Going on your dazzling career and your last play Thyestes (2018), in which the characters devour each other, in some cases literally – you seem to have an insatiable appetite for this art form…
⏤ I often tell actors that our personal lives are humdrum in comparison to those of characters…I feel the need to live on a large scale, expansively, voraciously, monstrously, - monstrare in Latin means “things that we see, that we show”. I need to be dazzled aurally, visually, and spiritually. What I have found in theatre is a heightened reality, in stories where so much is at stake, and where the characters tower over us.

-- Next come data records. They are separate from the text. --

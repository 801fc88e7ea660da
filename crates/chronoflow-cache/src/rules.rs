//! TTL-cached view over the external rule store, so per-event rule
//! loads do not hit the store every time. A store outage serves the
//! stale entry when one exists.

use std::collections::HashMap;
use std::sync::Arc;
use std::time::{Duration, Instant};
use tokio::sync::RwLock;

use chronoflow_core::traits::RuleStore;
use chronoflow_core::{Result, Rule};

struct CachedRules {
    rules: Arc<Vec<Rule>>,
    fetched_at: Instant,
}

pub struct RuleCache {
    store: Arc<dyn RuleStore>,
    ttl: Duration,
    entries: RwLock<HashMap<String, CachedRules>>,
}

impl RuleCache {
    pub fn new(store: Arc<dyn RuleStore>, ttl_secs: u64) -> Self {
        Self {
            store,
            ttl: Duration::from_secs(ttl_secs),
            entries: RwLock::new(HashMap::new()),
        }
    }

    /// Enabled rules for a workspace, served from cache while fresh.
    /// When the store errors and a stale entry exists, the stale entry
    /// is served (with a warning) instead of failing the event.
    pub async fn get_enabled(&self, workspace_id: &str) -> Result<Arc<Vec<Rule>>> {
        if let Some(entry) = self.entries.read().await.get(workspace_id) {
            if entry.fetched_at.elapsed() < self.ttl {
                return Ok(entry.rules.clone());
            }
        }

        match self.store.get_enabled(workspace_id).await {
            Ok(rules) => {
                let rules = Arc::new(rules);
                self.entries.write().await.insert(
                    workspace_id.to_string(),
                    CachedRules {
                        rules: rules.clone(),
                        fetched_at: Instant::now(),
                    },
                );
                Ok(rules)
            }
            Err(e) => {
                if let Some(entry) = self.entries.read().await.get(workspace_id) {
                    tracing::warn!(
                        "⚠️ Rule store unavailable for workspace {workspace_id}, serving stale rules: {e}"
                    );
                    return Ok(entry.rules.clone());
                }
                Err(e)
            }
        }
    }

    /// Drop the cached entry after a rule mutation.
    pub async fn invalidate(&self, workspace_id: &str) {
        self.entries.write().await.remove(workspace_id);
    }

    pub async fn invalidate_all(&self) {
        self.entries.write().await.clear();
    }
}
impl ActionExecutor {
    pub fn new(
        api: Arc<dyn TrackerApi>,
        directory: Arc<DirectoryCache>,
        retry_config: RetryConfig,
        apply_changes: bool,
    ) -> Self {
        Self {
            api,
            directory,
            retry: RetryController::new(retry_config),
            apply_changes,
        }
    }

    /// Execute a batch of actions for one event. Entity mutations fold
    /// into one write; failures are per-action (best-effort batch).
    pub async fn execute(
        &self,
        workspace_id: &str,
        context: &EventContext,
        actions: &[Action],
    ) -> ExecutionSummary {
        let mut summary = ExecutionSummary {
            attempted: actions.len(),
            ..Default::default()
        };

        let snapshot = if actions.iter().any(needs_directory) {
            match self.directory.get(&self.api, workspace_id).await {
                Ok(snapshot) => Some(snapshot),
                Err(e) => {
                    tracing::warn!(
                        "⚠️ Directory unavailable for workspace {workspace_id}, name resolution disabled: {e}"
                    );
                    None
                }
            }
        } else {
            None
        };

        // Fold over the live entity, not the event payload: the payload
        // can be stale by the time the event is processed, and a
        // payload-seeded tagIds write would erase tags added since.
        let mut fetch_failed = false;
        let baseline = if self.apply_changes && actions.iter().any(Action::is_entity_mutation) {
            match context.entity_id() {
                Some(entity_id) => {
                    let fetched = self
                        .retry
                        .run("fetch time entry", || {
                            self.api.get_time_entry(workspace_id, entity_id)
                        })
                        .await;
                    match fetched {
                        Ok(entity) => EntityState::from_entity(&entity),
                        Err(e) => {
                            tracing::warn!(
                                "⚠️ Failed to fetch entity {entity_id} in workspace {workspace_id}: {e}"
                            );
                            fetch_failed = true;
                            EntityState::from_context(context)
                        }
                    }
                }
                // No entity id: the write is refused further down.
                None => EntityState::from_context(context),
            }
        } else {
            EntityState::from_context(context)
        };

        let original_tag_ids = baseline.tag_ids.clone();
        let mut tag_ids = baseline.tag_ids.clone();
        let mut patch = Map::new();
        // Tags created earlier in this batch, keyed by normalized name,
        // so a repeated add_tag never creates twice.
        let mut created_tags: HashMap<String, String> = HashMap::new();
        let mut pending_project_id: Option<String> = None;
        // Entity-mutation actions folded so far; they succeed or fail
        // together with the single write.
        let mut contributors = 0usize;

        for action in actions {
            match action {
                Action::AddTag(args) => {
                    let Some(name) = args.tag_name() else {
                        summary.skipped += 1;
                        continue;
                    };
                    match self
                        .resolve_or_create_tag(
                            workspace_id,
                            snapshot.as_deref(),
                            &mut created_tags,
                            name,
                        )
                        .await
                    {
                        TagResolution::Known(id) => {
                            if !tag_ids.contains(&id) {
                                tag_ids.push(id);
                            }
                            contributors += 1;
                        }
                        TagResolution::WouldCreate => {
                            // Dry run: the tag would be created and
                            // applied; count it as effective.
                            contributors += 1;
                        }
                        TagResolution::Failed => summary.failed += 1,
                    }
                }
                Action::RemoveTag(args) => {
                    let Some(name) = args.tag_name() else {
                        summary.skipped += 1;
                        continue;
                    };
                    match resolve_tag_id(snapshot.as_deref(), name) {
                        Some(id) => {
                            tag_ids.retain(|existing| existing != &id);
                            contributors += 1;
                        }
                        None => {
                            tracing::debug!("remove_tag: unknown tag '{name}', skipping");
                            summary.skipped += 1;
                        }
                    }
                }
                Action::SetDescription(args) => match args.text() {
                    Some(text) => {
                        patch.insert("description".into(), json!(text));
                        contributors += 1;
                    }
                    None => summary.skipped += 1,
                },
                Action::SetBillable(args) => match args.desired() {
                    Some(billable) => {
                        patch.insert("billable".into(), json!(billable));
                        contributors += 1;
                    }
                    None => summary.skipped += 1,
                },
                Action::SetProjectById(args) => match args.id() {
                    Some(id) => {
                        patch.insert("projectId".into(), json!(id));
                        pending_project_id = Some(id.to_string());
                        contributors += 1;
                    }
                    None => summary.skipped += 1,
                },
                Action::SetProjectByName(args) => {
                    let resolved = args.project_name().and_then(|name| {
                        snapshot
                            .as_deref()
                            .and_then(|s| s.project_id_by_name(name))
                            .map(str::to_string)
                    });
                    match resolved {
                        Some(id) => {
                            patch.insert("projectId".into(), json!(id));
                            pending_project_id = Some(id);
                            contributors += 1;
                        }
                        None => {
                            tracing::debug!(
                                "set_project_by_name: unresolved project '{}', skipping",
                                args.project_name().unwrap_or("")
                            );
                            summary.skipped += 1;
                        }
                    }
                }
                Action::SetTaskById(args) => match args.id() {
                    Some(id) => {
                        patch.insert("taskId".into(), json!(id));
                        contributors += 1;
                    }
                    None => summary.skipped += 1,
                },
                Action::SetTaskByName(args) => {
                    let resolved = args.task_name().and_then(|name| {
                        resolve_task_id(
                            snapshot.as_deref(),
                            name,
                            pending_project_id.as_deref(),
                            baseline.project_id.as_deref(),
                            context,
                        )
                    });
                    match resolved {
                        Some(id) => {
                            patch.insert("taskId".into(), json!(id));
                            contributors += 1;
                        }
                        None => {
                            tracing::debug!(
                                "set_task_by_name: unresolved task '{}', skipping",
                                args.task_name().unwrap_or("")
                            );
                            summary.skipped += 1;
                        }
                    }
                }
                Action::OpenapiCall(args) => {
                    match self.dispatch_call(args, context).await {
                        Ok(()) => summary.executed += 1,
                        Err(e) => {
                            tracing::warn!("⚠️ openapi_call failed: {e}");
                            summary.failed += 1;
                        }
                    }
                }
            }
        }

        if tag_ids != original_tag_ids {
            patch.insert("tagIds".into(), json!(tag_ids));
        }
        prune_noop_fields(&mut patch, &baseline);

        if contributors == 0 {
            return summary;
        }
        if fetch_failed {
            summary.failed += contributors;
            return summary;
        }
        if patch.is_empty() {
            // Every mutation folded to its current value already.
            summary.executed += contributors;
            return summary;
        }

        summary.entity_changed = true;
        if !self.apply_changes {
            tracing::info!(
                "Dry run: would update entity with {} field(s) for workspace {workspace_id}",
                patch.len()
            );
            summary.executed += contributors;
            return summary;
        }

        let Some(entity_id) = context.entity_id() else {
            tracing::warn!("⚠️ Event payload has no entity id, cannot apply entity mutations");
            summary.entity_changed = false;
            summary.failed += contributors;
            return summary;
        };

        let patch = Value::Object(patch);
        let write = self
            .retry
            .run("update time entry", || {
                self.api
                    .update_time_entry(workspace_id, entity_id, patch.clone())
            })
            .await;
        match write {
            Ok(_) => summary.executed += contributors,
            Err(e) => {
                tracing::warn!("⚠️ Entity update failed for workspace {workspace_id}: {e}");
                summary.entity_changed = false;
                summary.failed += contributors;
            }
        }
        summary
    }

    async fn resolve_or_create_tag(
        &self,
        workspace_id: &str,
        snapshot: Option<&DirectorySnapshot>,
        created_tags: &mut HashMap<String, String>,
        name: &str,
    ) -> TagResolution {
        if let Some(id) = resolve_tag_id(snapshot, name) {
            return TagResolution::Known(id);
        }
        if let Some(id) = created_tags.get(&chronoflow_cache::directory::normalize(name)) {
            return TagResolution::Known(id.clone());
        }
        if !self.apply_changes {
            return TagResolution::WouldCreate;
        }
        match self.create_tag(workspace_id, name).await {
            Ok(id) => {
                created_tags.insert(chronoflow_cache::directory::normalize(name), id.clone());
                self.directory.note_tag(workspace_id, &id, name).await;
                tracing::info!("✅ Created tag '{name}' ({id}) in workspace {workspace_id}");
                TagResolution::Known(id)
            }
            Err(e) => {
                tracing::warn!("⚠️ Failed to create tag '{name}': {e}");
                TagResolution::Failed
            }
        }
    }

    async fn create_tag(&self, workspace_id: &str, name: &str) -> Result<String> {
        let created = self
            .retry
            .run("create tag", || self.api.create_tag(workspace_id, name))
            .await?;
        created
            .get("id")
            .and_then(Value::as_str)
            .map(String::from)
            .ok_or_else(|| {
                chronoflow_core::ChronoflowError::Internal(format!(
                    "create tag response for '{name}' has no id"
                ))
            })
    }

    async fn dispatch_call(
        &self,
        args: &chronoflow_core::rule::OpenApiCallArgs,
        context: &EventContext,
    ) -> Result<()> {
        let call = OpenApiCall::from_args(args, context.raw())?;
        if !self.apply_changes {
            tracing::info!("Dry run: would call {} {}", call.method.as_str(), call.path);
            return Ok(());
        }
        call.execute(self.api.as_ref(), &self.retry).await?;
        Ok(())
    }
}
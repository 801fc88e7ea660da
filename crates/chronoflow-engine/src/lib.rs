//! ChronoFlow engine — rule evaluation against event contexts.

pub mod evaluator;
pub mod placeholder;
pub mod validator;

pub use evaluator::evaluate;
pub use validator::validate_rule;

You electrified the crowds at Avignon with your 18-hour long play, ten thousand lines, 150 characters…Your theatre certainly has its fans. What’s the magic formula?
⏤ I think that in my plays, the audience feel as if they’ve been invited. I make my audience into characters or witnesses of history. It’s Shakespeare who taught me how to do it: in the first stage direction of Henry VI, he refers to “all the people of London”. In my work, there’s a permanent commitment to living together. This is very important to me because it’s thanks to this that theatre remains present today. In 2500 years it could have disappeared with all the technologies that have developed: cinema, Internet. The reason it survived, is that it is a celebration of the living. Every curtain that goes up, every play that starts, reminds us that we are living in the same place at the same time. You know that saying, “they didn’t know that it was impossible, so they did it”? I had an inordinate desire to stage this work of Shakespeare and the first time we performed it all the way through I realised that this was no longer theatre as just an entertaining show, but that we were coming together to share a moment in life. We were there listening to this baroque poetry but we were also eating, meeting neighbours, sleeping, living. Over the course of centuries, the spectator has become rigid: little by little they were made to sit down, the lights were turned off, they were told to be quiet and not to move, but at the start they were standing in the open air, as in the Elizabethan theatre. Live theatre, as its name indicates, happens where we are all living. In 18 hours of performance, therefore, the audience is obliged to live, and that creates a connection.

At that point you really have a theatre community. How do you explain, in the era of Netflix and box sets, the fact that people are still leaving the house to see plays, and even more so, the fact that they are going to see long and demanding performances?
⏤ I also love curling up in front of Netflix but nothing replaces the contact with a living actor in the process of telling a story. The more we invent screens between all human beings – and I am not against that – the more we will need theatre. Theatre is a human need. Children spontaneously demand stories before bed, before their dreams. It would seem – and neuroscientists confirm it – that our brains needs storytelling and projection. What the Greeks called “phantasia”: the power to represent images in the mind thanks to words. Take the jubilation that followed the victory of the French team in the 2018 World Cup, or the fear that the terrorist attacks inspired: human beings need to be brought together to celebrate or to help one another. The need for stories and the need to be with other people are both met by theatre.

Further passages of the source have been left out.